----- INFORMATION GIVEN -----

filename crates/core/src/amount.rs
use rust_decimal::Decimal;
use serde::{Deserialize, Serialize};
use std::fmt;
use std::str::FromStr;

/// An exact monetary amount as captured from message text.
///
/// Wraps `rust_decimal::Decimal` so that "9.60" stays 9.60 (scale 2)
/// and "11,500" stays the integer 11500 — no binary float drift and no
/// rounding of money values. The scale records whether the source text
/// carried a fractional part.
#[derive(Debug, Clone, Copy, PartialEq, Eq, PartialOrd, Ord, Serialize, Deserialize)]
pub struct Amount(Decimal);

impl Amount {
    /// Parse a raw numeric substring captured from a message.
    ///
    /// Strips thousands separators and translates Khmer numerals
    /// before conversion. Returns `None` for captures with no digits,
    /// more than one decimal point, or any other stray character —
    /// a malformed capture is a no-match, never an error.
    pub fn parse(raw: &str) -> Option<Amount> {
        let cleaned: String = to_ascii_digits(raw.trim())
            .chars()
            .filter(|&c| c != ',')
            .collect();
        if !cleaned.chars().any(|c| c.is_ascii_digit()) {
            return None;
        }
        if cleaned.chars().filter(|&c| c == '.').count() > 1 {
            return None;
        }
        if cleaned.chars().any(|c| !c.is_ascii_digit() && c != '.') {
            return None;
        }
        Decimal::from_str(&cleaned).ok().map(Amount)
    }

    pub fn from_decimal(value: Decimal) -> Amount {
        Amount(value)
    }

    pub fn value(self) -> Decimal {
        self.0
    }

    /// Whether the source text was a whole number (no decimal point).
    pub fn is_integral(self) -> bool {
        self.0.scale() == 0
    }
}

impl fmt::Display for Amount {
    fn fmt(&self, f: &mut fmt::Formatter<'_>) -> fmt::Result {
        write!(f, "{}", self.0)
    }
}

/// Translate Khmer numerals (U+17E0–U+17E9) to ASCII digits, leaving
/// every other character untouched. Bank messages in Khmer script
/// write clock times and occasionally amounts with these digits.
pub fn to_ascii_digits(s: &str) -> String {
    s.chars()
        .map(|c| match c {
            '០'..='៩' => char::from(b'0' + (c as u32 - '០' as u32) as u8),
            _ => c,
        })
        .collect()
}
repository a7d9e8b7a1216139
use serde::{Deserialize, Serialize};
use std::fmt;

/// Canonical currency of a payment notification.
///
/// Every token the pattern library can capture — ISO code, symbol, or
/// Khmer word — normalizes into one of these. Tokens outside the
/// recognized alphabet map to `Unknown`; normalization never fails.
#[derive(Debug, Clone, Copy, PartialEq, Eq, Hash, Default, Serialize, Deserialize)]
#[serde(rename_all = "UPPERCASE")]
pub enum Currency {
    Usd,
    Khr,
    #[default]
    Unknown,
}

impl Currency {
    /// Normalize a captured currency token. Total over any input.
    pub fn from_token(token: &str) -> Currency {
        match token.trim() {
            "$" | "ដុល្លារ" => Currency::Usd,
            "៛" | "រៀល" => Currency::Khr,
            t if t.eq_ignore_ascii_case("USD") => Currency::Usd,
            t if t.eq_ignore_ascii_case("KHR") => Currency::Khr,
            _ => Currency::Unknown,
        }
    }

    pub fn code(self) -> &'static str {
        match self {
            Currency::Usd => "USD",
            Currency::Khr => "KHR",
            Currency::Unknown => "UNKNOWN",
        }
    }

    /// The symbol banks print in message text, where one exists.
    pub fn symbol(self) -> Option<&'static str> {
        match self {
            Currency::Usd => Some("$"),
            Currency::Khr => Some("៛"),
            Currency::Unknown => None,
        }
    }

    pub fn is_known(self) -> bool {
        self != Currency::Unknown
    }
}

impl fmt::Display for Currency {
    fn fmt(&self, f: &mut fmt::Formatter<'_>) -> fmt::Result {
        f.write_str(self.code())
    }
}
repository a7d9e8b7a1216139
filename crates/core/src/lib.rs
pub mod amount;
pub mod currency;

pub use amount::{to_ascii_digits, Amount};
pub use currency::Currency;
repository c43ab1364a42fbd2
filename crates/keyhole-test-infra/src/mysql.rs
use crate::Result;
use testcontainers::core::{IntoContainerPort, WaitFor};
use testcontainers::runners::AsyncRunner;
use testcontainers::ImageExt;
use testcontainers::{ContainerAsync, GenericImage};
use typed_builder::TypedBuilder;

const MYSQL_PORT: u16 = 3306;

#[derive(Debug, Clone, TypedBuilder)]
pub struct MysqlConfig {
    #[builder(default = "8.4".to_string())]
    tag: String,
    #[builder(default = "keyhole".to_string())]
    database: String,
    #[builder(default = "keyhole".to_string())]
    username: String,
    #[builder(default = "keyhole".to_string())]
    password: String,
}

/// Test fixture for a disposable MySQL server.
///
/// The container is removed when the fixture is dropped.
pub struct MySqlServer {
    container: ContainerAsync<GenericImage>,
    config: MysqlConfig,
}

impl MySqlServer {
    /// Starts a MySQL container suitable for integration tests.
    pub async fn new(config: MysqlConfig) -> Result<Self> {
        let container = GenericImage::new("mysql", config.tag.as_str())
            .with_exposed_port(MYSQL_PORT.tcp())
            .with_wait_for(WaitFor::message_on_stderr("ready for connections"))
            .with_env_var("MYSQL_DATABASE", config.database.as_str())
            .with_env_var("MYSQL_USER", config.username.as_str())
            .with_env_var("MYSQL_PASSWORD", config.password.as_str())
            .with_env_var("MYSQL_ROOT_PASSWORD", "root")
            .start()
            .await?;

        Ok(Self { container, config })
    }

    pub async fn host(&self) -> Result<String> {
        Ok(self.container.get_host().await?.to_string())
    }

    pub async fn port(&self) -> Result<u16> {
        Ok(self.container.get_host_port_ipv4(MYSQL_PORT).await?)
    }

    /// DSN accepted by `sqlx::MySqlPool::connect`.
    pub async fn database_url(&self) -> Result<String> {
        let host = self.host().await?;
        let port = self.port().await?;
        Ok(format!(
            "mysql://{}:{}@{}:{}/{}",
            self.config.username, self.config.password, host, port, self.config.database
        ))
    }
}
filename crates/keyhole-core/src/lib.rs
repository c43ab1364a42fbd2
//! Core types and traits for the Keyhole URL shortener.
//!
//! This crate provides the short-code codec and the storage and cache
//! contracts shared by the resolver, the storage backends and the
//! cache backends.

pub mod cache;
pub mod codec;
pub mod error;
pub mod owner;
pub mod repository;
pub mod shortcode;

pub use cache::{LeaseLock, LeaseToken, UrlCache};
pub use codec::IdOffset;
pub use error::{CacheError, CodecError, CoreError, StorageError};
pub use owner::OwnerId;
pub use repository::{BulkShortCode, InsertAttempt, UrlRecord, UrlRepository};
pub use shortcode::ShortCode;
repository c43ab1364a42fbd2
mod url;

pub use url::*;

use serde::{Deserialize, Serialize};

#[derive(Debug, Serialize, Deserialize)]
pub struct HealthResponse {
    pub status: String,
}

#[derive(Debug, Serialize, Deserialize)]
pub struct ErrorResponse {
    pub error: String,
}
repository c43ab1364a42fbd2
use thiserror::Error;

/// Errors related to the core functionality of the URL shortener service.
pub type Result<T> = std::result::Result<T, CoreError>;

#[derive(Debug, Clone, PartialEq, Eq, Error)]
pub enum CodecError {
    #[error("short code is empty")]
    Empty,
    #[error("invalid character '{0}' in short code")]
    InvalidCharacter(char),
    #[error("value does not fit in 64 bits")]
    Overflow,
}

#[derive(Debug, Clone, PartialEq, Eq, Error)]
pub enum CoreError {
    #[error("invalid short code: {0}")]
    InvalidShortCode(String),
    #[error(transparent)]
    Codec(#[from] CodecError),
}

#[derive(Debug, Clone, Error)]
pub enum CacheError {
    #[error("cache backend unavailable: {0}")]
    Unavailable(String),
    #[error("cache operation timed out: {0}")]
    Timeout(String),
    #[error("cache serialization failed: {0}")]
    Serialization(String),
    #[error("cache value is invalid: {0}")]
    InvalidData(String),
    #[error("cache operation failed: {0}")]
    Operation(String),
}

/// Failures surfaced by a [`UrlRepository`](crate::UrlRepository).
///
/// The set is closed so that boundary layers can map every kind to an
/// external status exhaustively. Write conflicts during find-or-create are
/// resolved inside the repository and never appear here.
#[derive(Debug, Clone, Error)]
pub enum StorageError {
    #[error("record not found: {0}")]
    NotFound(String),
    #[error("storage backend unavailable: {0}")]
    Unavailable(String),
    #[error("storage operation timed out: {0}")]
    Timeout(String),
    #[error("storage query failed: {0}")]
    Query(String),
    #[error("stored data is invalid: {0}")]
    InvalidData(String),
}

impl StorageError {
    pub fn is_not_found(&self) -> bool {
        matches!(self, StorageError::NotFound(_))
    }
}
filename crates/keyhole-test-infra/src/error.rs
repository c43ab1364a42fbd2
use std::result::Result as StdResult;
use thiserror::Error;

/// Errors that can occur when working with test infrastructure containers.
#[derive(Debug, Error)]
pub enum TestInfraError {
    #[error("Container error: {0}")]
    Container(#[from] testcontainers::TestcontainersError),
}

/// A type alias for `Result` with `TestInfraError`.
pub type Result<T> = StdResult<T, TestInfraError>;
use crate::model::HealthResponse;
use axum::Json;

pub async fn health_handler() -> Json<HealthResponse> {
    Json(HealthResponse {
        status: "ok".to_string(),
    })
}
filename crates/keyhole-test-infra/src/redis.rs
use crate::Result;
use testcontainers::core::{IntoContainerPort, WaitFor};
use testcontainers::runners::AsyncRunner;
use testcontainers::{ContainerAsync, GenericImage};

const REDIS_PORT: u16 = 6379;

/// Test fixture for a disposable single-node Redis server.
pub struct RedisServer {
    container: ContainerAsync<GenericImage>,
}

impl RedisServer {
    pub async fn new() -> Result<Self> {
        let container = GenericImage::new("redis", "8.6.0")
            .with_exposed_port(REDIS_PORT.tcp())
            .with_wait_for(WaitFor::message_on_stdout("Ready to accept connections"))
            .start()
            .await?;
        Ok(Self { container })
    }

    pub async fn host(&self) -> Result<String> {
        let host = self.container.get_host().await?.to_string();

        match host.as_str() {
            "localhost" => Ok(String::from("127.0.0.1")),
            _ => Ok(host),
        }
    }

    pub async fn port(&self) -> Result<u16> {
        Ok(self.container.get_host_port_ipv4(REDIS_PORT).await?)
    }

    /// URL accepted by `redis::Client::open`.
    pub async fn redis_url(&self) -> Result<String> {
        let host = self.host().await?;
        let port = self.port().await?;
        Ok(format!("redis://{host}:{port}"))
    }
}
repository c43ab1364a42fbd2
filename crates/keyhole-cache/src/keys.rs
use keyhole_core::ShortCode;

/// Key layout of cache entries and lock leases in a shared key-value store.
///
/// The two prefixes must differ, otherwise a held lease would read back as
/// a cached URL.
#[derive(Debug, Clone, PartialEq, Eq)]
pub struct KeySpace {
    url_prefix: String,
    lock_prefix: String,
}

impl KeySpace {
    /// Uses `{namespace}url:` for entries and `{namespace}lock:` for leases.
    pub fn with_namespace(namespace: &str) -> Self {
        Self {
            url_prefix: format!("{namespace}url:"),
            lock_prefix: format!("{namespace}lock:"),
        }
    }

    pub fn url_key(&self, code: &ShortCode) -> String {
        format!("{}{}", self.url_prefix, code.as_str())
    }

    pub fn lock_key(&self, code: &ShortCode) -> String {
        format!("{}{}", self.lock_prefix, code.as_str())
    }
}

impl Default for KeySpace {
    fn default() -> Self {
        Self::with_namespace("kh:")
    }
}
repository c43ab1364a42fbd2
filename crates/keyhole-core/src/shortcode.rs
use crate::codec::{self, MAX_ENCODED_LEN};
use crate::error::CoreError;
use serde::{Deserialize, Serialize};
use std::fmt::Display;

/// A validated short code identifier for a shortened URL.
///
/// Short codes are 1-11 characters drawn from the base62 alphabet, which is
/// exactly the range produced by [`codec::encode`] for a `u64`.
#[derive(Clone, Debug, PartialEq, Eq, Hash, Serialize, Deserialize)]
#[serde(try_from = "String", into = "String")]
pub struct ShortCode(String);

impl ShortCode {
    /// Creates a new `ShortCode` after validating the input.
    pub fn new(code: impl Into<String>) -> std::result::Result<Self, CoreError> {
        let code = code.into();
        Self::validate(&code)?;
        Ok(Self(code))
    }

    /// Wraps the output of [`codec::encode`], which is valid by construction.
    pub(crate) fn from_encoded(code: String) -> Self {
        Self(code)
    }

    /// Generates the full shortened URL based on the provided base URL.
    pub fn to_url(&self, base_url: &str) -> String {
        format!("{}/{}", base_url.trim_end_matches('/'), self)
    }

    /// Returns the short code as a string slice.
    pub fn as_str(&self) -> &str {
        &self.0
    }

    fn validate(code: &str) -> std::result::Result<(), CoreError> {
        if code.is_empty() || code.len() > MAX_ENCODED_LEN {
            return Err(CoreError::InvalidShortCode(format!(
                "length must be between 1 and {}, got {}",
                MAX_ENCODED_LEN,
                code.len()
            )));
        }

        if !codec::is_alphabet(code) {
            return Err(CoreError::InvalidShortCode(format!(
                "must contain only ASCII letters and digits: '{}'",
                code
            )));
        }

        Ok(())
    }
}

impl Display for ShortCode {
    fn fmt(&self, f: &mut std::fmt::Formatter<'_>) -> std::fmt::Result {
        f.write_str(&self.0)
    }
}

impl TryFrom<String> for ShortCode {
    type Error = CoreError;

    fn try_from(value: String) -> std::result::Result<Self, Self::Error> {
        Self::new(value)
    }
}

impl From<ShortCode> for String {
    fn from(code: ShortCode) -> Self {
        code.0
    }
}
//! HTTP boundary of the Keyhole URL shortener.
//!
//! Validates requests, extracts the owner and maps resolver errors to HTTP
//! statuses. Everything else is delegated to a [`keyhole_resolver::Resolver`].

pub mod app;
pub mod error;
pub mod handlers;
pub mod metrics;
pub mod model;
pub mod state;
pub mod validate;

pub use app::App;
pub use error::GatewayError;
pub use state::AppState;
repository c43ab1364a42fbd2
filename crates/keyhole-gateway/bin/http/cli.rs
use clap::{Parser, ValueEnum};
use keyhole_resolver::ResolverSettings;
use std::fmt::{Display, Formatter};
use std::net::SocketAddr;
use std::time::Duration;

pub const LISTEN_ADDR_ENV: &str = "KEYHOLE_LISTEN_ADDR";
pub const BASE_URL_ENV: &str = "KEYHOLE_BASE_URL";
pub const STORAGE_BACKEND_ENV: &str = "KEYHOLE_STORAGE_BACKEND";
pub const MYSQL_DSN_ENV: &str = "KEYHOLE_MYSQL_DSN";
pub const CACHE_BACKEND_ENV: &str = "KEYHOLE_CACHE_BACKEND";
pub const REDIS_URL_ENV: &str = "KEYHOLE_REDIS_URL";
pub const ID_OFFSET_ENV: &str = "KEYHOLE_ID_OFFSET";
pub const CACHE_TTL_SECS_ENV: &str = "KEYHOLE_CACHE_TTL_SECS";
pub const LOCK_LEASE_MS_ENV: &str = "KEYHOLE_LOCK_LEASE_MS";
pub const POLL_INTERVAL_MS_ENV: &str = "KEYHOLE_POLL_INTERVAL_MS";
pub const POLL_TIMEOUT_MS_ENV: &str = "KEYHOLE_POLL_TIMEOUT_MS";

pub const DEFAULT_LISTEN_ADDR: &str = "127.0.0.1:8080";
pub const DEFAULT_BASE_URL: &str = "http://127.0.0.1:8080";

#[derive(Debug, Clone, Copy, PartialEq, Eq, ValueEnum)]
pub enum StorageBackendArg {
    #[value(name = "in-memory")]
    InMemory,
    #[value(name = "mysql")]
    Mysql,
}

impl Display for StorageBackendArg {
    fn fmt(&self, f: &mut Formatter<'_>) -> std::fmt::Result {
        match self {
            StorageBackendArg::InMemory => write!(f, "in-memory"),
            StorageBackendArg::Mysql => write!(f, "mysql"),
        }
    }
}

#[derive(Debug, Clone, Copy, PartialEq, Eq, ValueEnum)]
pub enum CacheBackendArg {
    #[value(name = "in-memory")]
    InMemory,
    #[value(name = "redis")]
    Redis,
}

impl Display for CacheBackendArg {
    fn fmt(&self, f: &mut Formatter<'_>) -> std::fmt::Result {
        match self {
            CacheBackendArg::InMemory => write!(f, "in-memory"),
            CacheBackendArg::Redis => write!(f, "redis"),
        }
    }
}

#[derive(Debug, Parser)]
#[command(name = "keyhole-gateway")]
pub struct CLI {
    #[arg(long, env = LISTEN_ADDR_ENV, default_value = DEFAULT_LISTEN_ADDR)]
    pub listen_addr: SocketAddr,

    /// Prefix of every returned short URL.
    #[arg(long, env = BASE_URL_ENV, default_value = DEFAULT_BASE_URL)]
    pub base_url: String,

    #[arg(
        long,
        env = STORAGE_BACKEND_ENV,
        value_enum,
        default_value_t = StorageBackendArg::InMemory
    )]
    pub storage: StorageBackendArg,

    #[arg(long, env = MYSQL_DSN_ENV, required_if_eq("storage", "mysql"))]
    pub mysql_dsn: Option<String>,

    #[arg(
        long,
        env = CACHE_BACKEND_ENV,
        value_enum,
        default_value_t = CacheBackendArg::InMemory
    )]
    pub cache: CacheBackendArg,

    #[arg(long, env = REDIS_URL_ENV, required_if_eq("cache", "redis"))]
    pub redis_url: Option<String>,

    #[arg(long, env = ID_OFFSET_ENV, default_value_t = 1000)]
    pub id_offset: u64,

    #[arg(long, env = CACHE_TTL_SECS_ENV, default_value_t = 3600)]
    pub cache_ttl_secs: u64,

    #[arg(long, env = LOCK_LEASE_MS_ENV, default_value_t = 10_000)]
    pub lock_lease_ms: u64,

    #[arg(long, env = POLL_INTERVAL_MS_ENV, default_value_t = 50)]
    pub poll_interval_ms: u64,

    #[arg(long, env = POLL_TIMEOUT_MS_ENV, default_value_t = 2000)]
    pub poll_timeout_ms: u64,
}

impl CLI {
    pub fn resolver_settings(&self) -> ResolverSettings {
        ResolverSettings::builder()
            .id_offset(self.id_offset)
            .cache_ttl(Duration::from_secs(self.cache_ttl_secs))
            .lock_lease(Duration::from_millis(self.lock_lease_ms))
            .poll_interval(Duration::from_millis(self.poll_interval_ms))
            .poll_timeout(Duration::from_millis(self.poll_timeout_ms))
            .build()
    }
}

-----

EXERCISE PROMPT:
Reproduce exactly, and only, the part of the listing above that begins at the line with "of the Keyhole URL shortener." and goes on through the line with "pub const MYSQL_DSN_ENV: &str".

WRITTEN SOLUTION:
//! HTTP boundary of the Keyhole URL shortener.
//!
//! Validates requests, extracts the owner and maps resolver errors to HTTP
//! statuses. Everything else is delegated to a [`keyhole_resolver::Resolver`].

pub mod app;
pub mod error;
pub mod handlers;
pub mod metrics;
pub mod model;
pub mod state;
pub mod validate;

pub use app::App;
pub use error::GatewayError;
pub use state::AppState;
repository c43ab1364a42fbd2
filename crates/keyhole-gateway/bin/http/cli.rs
use clap::{Parser, ValueEnum};
use keyhole_resolver::ResolverSettings;
use std::fmt::{Display, Formatter};
use std::net::SocketAddr;
use std::time::Duration;

pub const LISTEN_ADDR_ENV: &str = "KEYHOLE_LISTEN_ADDR";
pub const BASE_URL_ENV: &str = "KEYHOLE_BASE_URL";
pub const STORAGE_BACKEND_ENV: &str = "KEYHOLE_STORAGE_BACKEND";
pub const MYSQL_DSN_ENV: &str = "KEYHOLE_MYSQL_DSN";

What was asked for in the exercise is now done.